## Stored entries
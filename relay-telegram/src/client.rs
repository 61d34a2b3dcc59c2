//! `TelegramClient`: the teloxide-backed Bot API surface, wired through
//! `relay_outbox::Outbox` so every call gets priority queuing, per-chat rate
//! limiting, and 429 retry for free. Grounded on
//! `original_source/src/takopi/telegram/client.py`'s `TelegramClient` (the
//! method set, op keys, and priorities below mirror its `enqueue_op` call
//! sites) and on `dbot-telegram/src/bot_adapter.rs` for the actual teloxide
//! call shapes.

use std::sync::Arc;
use std::time::Duration;

use relay_outbox::{ExecError, Outbox, OutboxKey, OutboxOp, Priority};
use teloxide::payloads::{
    EditForumTopicSetters, SendDocumentSetters, SendMessageSetters,
};
use teloxide::prelude::*;
use teloxide::types::{
    ChatId, ForumTopic, InputFile, MessageId, ThreadId, UserId,
};
use teloxide::RequestError;

fn map_err(err: RequestError) -> ExecError {
    if let RequestError::RetryAfter(seconds) = err {
        ExecError::RetryAfter(Duration::from(seconds).as_secs())
    } else {
        ExecError::Failed(err.to_string())
    }
}

/// One message just sent or edited, stripped to what callers need: its id
/// (to key later edits/deletes/replaces).
#[derive(Debug, Clone, Copy)]
pub struct SentMessage {
    pub message_id: i32,
}

/// Options for `TelegramClient::send_message`, mirroring `client.py`'s
/// keyword arguments.
#[derive(Debug, Clone, Default)]
pub struct SendOptions {
    pub reply_to_message_id: Option<i32>,
    pub disable_notification: bool,
    pub thread_id: Option<i32>,
    /// If set, any pending edit to this message is dropped and the message
    /// is deleted once this send succeeds (spec.md §4.7's `("send", ...)`
    /// coalescing key).
    pub replace_message_id: Option<i32>,
}

pub struct TelegramClient {
    bot: Bot,
    outbox: Arc<Outbox>,
}

impl TelegramClient {
    pub fn new(bot: Bot, outbox: Arc<Outbox>) -> Self {
        Self { bot, outbox }
    }

    pub fn bot(&self) -> &Bot {
        &self.bot
    }

    pub async fn close(&self) {
        self.outbox.close().await;
    }

    /// Sends a message through the `Send`-priority outbox bucket, returning
    /// the new message's id (needed to register a fresh progress message,
    /// spec.md §4.8 step 1). If `opts.replace_message_id` is set, any
    /// pending edit to that message is dropped first and the message is
    /// deleted once this send succeeds (spec.md §4.7).
    pub async fn send_message(
        &self,
        chat_id: i64,
        text: impl Into<String>,
        opts: SendOptions,
    ) -> Result<SentMessage, ExecError> {
        let text = text.into();
        let bot = self.bot.clone();
        let reply_to = opts.reply_to_message_id;
        let disable_notification = opts.disable_notification;
        let thread = opts.thread_id;
        let result = Arc::new(tokio::sync::Mutex::new(None));
        let result_slot = result.clone();
        let execute = Arc::new(move || {
            let bot = bot.clone();
            let text = text.clone();
            let result_slot = result_slot.clone();
            Box::pin(async move {
                let mut request = bot.send_message(ChatId(chat_id), text).disable_notification(disable_notification);
                if let Some(id) = reply_to {
                    request = request.reply_to_message_id(MessageId(id));
                }
                if let Some(id) = thread {
                    request = request.message_thread_id(ThreadId(MessageId(id)));
                }
                match request.await {
                    Ok(msg) => {
                        *result_slot.lock().await = Some(msg.id.0);
                        Ok(())
                    }
                    Err(err) => Err(map_err(err)),
                }
            }) as relay_outbox::BoxFuture<Result<(), ExecError>>
        });

        let key = match opts.replace_message_id {
            Some(replace_id) => {
                self.outbox.drop_pending_edits(chat_id, replace_id as i64).await;
                OutboxKey::Send { chat_id, replace_message_id: replace_id as i64 }
            }
            None => self.outbox.unique_key(),
        };
        let op = OutboxOp::new("send_message", Priority::Send, Some(chat_id), key, execute);
        let rx = self.outbox.enqueue(op).await;
        let outcome = rx.await.map_err(|_| ExecError::Failed("send_message: op dropped".into()))?;
        outcome?;

        if let Some(replace_id) = opts.replace_message_id {
            let _ = self.delete_message(chat_id, replace_id).await;
        }

        let message_id = result.lock().await.ok_or_else(|| {
            ExecError::Failed("send_message: op succeeded without recording a message id".into())
        })?;
        Ok(SentMessage { message_id })
    }

    pub async fn edit_message_text(
        &self,
        chat_id: i64,
        message_id: i32,
        text: impl Into<String>,
        wait: bool,
    ) -> Result<(), ExecError> {
        let text = text.into();
        let bot = self.bot.clone();
        let execute = Arc::new(move || {
            let bot = bot.clone();
            let text = text.clone();
            Box::pin(async move {
                bot.edit_message_text(ChatId(chat_id), MessageId(message_id), text)
                    .await
                    .map(|_| ())
                    .map_err(map_err)
            }) as relay_outbox::BoxFuture<Result<(), ExecError>>
        });
        let op = OutboxOp::new(
            "edit_message_text",
            Priority::Edit,
            Some(chat_id),
            OutboxKey::Edit { chat_id, message_id: message_id as i64 },
            execute,
        );
        let rx = self.outbox.enqueue(op).await;
        if !wait {
            return Ok(());
        }
        rx.await.map_err(|_| ExecError::Failed("edit_message_text: op dropped".into()))?
    }

    pub async fn delete_message(&self, chat_id: i64, message_id: i32) -> Result<(), ExecError> {
        self.outbox.drop_pending_edits(chat_id, message_id as i64).await;
        let bot = self.bot.clone();
        let execute = Arc::new(move || {
            let bot = bot.clone();
            Box::pin(async move {
                bot.delete_message(ChatId(chat_id), MessageId(message_id))
                    .await
                    .map(|_| ())
                    .map_err(map_err)
            }) as relay_outbox::BoxFuture<Result<(), ExecError>>
        });
        let op = OutboxOp::new(
            "delete_message",
            Priority::Delete,
            Some(chat_id),
            OutboxKey::Delete { chat_id, message_id: message_id as i64 },
            execute,
        );
        let rx = self.outbox.enqueue(op).await;
        rx.await.map_err(|_| ExecError::Failed("delete_message: op dropped".into()))?
    }

    pub async fn send_document(
        &self,
        chat_id: i64,
        filename: impl Into<String>,
        content: Vec<u8>,
        caption: Option<String>,
    ) -> Result<(), ExecError> {
        let filename = filename.into();
        let bot = self.bot.clone();
        let execute = Arc::new(move || {
            let bot = bot.clone();
            let filename = filename.clone();
            let content = content.clone();
            let caption = caption.clone();
            Box::pin(async move {
                let file = InputFile::memory(content).file_name(filename);
                let mut request = bot.send_document(ChatId(chat_id), file);
                if let Some(caption) = caption {
                    request = request.caption(caption);
                }
                request.await.map(|_| ()).map_err(map_err)
            }) as relay_outbox::BoxFuture<Result<(), ExecError>>
        });
        let op = OutboxOp::new(
            "send_document",
            Priority::Send,
            Some(chat_id),
            self.outbox.unique_key(),
            execute,
        );
        let rx = self.outbox.enqueue(op).await;
        rx.await.map_err(|_| ExecError::Failed("send_document: op dropped".into()))?
    }

    pub async fn set_my_commands(&self, commands: Vec<teloxide::types::BotCommand>) -> Result<(), ExecError> {
        let bot = self.bot.clone();
        let execute = Arc::new(move || {
            let bot = bot.clone();
            let commands = commands.clone();
            Box::pin(async move { bot.set_my_commands(commands).await.map(|_| ()).map_err(map_err) })
                as relay_outbox::BoxFuture<Result<(), ExecError>>
        });
        let op = OutboxOp::new("set_my_commands", Priority::Send, None, self.outbox.unique_key(), execute);
        let rx = self.outbox.enqueue(op).await;
        rx.await.map_err(|_| ExecError::Failed("set_my_commands: op dropped".into()))?
    }

    pub async fn get_me(&self) -> Result<teloxide::types::Me, ExecError> {
        let bot = self.bot.clone();
        let result = Arc::new(tokio::sync::Mutex::new(None));
        let slot = result.clone();
        let execute = Arc::new(move || {
            let bot = bot.clone();
            let slot = slot.clone();
            Box::pin(async move {
                let me = bot.get_me().await.map_err(map_err)?;
                *slot.lock().await = Some(me);
                Ok(())
            }) as relay_outbox::BoxFuture<Result<(), ExecError>>
        });
        let op = OutboxOp::new("get_me", Priority::Send, None, self.outbox.unique_key(), execute);
        let rx = self.outbox.enqueue(op).await;
        rx.await.map_err(|_| ExecError::Failed("get_me: op dropped".into()))??;
        result.lock().await.clone().ok_or_else(|| ExecError::Failed("get_me: no result recorded".into()))
    }

    pub async fn answer_callback_query(&self, callback_query_id: impl Into<String>) -> Result<(), ExecError> {
        let callback_query_id = callback_query_id.into();
        let bot = self.bot.clone();
        let execute = Arc::new(move || {
            let bot = bot.clone();
            let callback_query_id = callback_query_id.clone();
            Box::pin(async move {
                bot.answer_callback_query(callback_query_id).await.map(|_| ()).map_err(map_err)
            }) as relay_outbox::BoxFuture<Result<(), ExecError>>
        });
        let op = OutboxOp::new(
            "answer_callback_query",
            Priority::Send,
            None,
            self.outbox.unique_key(),
            execute,
        );
        let rx = self.outbox.enqueue(op).await;
        rx.await.map_err(|_| ExecError::Failed("answer_callback_query: op dropped".into()))?
    }

    pub async fn create_forum_topic(&self, chat_id: i64, name: impl Into<String>) -> Result<ForumTopic, ExecError> {
        let name = name.into();
        let bot = self.bot.clone();
        let result = Arc::new(tokio::sync::Mutex::new(None));
        let slot = result.clone();
        let execute = Arc::new(move || {
            let bot = bot.clone();
            let name = name.clone();
            let slot = slot.clone();
            Box::pin(async move {
                let topic = bot.create_forum_topic(ChatId(chat_id), name, 0, String::new())
                    .await
                    .map_err(map_err)?;
                *slot.lock().await = Some(topic);
                Ok(())
            }) as relay_outbox::BoxFuture<Result<(), ExecError>>
        });
        let op = OutboxOp::new(
            "create_forum_topic",
            Priority::Send,
            Some(chat_id),
            self.outbox.unique_key(),
            execute,
        );
        let rx = self.outbox.enqueue(op).await;
        rx.await.map_err(|_| ExecError::Failed("create_forum_topic: op dropped".into()))??;
        result
            .lock()
            .await
            .clone()
            .ok_or_else(|| ExecError::Failed("create_forum_topic: no result recorded".into()))
    }

    pub async fn edit_forum_topic(
        &self,
        chat_id: i64,
        thread_id: i32,
        name: impl Into<String>,
    ) -> Result<(), ExecError> {
        let name = name.into();
        let bot = self.bot.clone();
        let execute = Arc::new(move || {
            let bot = bot.clone();
            let name = name.clone();
            Box::pin(async move {
                bot.edit_forum_topic(ChatId(chat_id), ThreadId(MessageId(thread_id)))
                    .name(name)
                    .await
                    .map(|_| ())
                    .map_err(map_err)
            }) as relay_outbox::BoxFuture<Result<(), ExecError>>
        });
        let op = OutboxOp::new(
            "edit_forum_topic",
            Priority::Send,
            Some(chat_id),
            self.outbox.unique_key(),
            execute,
        );
        let rx = self.outbox.enqueue(op).await;
        rx.await.map_err(|_| ExecError::Failed("edit_forum_topic: op dropped".into()))?
    }

    pub async fn delete_forum_topic(&self, chat_id: i64, thread_id: i32) -> Result<(), ExecError> {
        let bot = self.bot.clone();
        let execute = Arc::new(move || {
            let bot = bot.clone();
            Box::pin(async move {
                bot.delete_forum_topic(ChatId(chat_id), ThreadId(MessageId(thread_id)))
                    .await
                    .map(|_| ())
                    .map_err(map_err)
            }) as relay_outbox::BoxFuture<Result<(), ExecError>>
        });
        let op = OutboxOp::new(
            "delete_forum_topic",
            Priority::Delete,
            Some(chat_id),
            self.outbox.unique_key(),
            execute,
        );
        let rx = self.outbox.enqueue(op).await;
        rx.await.map_err(|_| ExecError::Failed("delete_forum_topic: op dropped".into()))?
    }

    pub async fn get_chat(&self, chat_id: i64) -> Result<teloxide::types::Chat, ExecError> {
        let bot = self.bot.clone();
        let result = Arc::new(tokio::sync::Mutex::new(None));
        let slot = result.clone();
        let execute = Arc::new(move || {
            let bot = bot.clone();
            let slot = slot.clone();
            Box::pin(async move {
                let chat = bot.get_chat(ChatId(chat_id)).await.map_err(map_err)?;
                *slot.lock().await = Some(chat);
                Ok(())
            }) as relay_outbox::BoxFuture<Result<(), ExecError>>
        });
        let op = OutboxOp::new("get_chat", Priority::Send, Some(chat_id), self.outbox.unique_key(), execute);
        let rx = self.outbox.enqueue(op).await;
        rx.await.map_err(|_| ExecError::Failed("get_chat: op dropped".into()))??;
        result.lock().await.clone().ok_or_else(|| ExecError::Failed("get_chat: no result recorded".into()))
    }

    pub async fn get_chat_member(&self, chat_id: i64, user_id: i64) -> Result<teloxide::types::ChatMember, ExecError> {
        let bot = self.bot.clone();
        let result = Arc::new(tokio::sync::Mutex::new(None));
        let slot = result.clone();
        let execute = Arc::new(move || {
            let bot = bot.clone();
            let slot = slot.clone();
            Box::pin(async move {
                let member = bot
                    .get_chat_member(ChatId(chat_id), UserId(user_id as u64))
                    .await
                    .map_err(map_err)?;
                *slot.lock().await = Some(member);
                Ok(())
            }) as relay_outbox::BoxFuture<Result<(), ExecError>>
        });
        let op = OutboxOp::new(
            "get_chat_member",
            Priority::Send,
            Some(chat_id),
            self.outbox.unique_key(),
            execute,
        );
        let rx = self.outbox.enqueue(op).await;
        rx.await.map_err(|_| ExecError::Failed("get_chat_member: op dropped".into()))??;
        result
            .lock()
            .await
            .clone()
            .ok_or_else(|| ExecError::Failed("get_chat_member: no result recorded".into()))
    }
}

## Task statement
Each line above with the word "RequestError" must be returned.

## Result for this task
use teloxide::RequestError;
fn map_err(err: RequestError) -> ExecError {
    if let RequestError::RetryAfter(seconds) = err {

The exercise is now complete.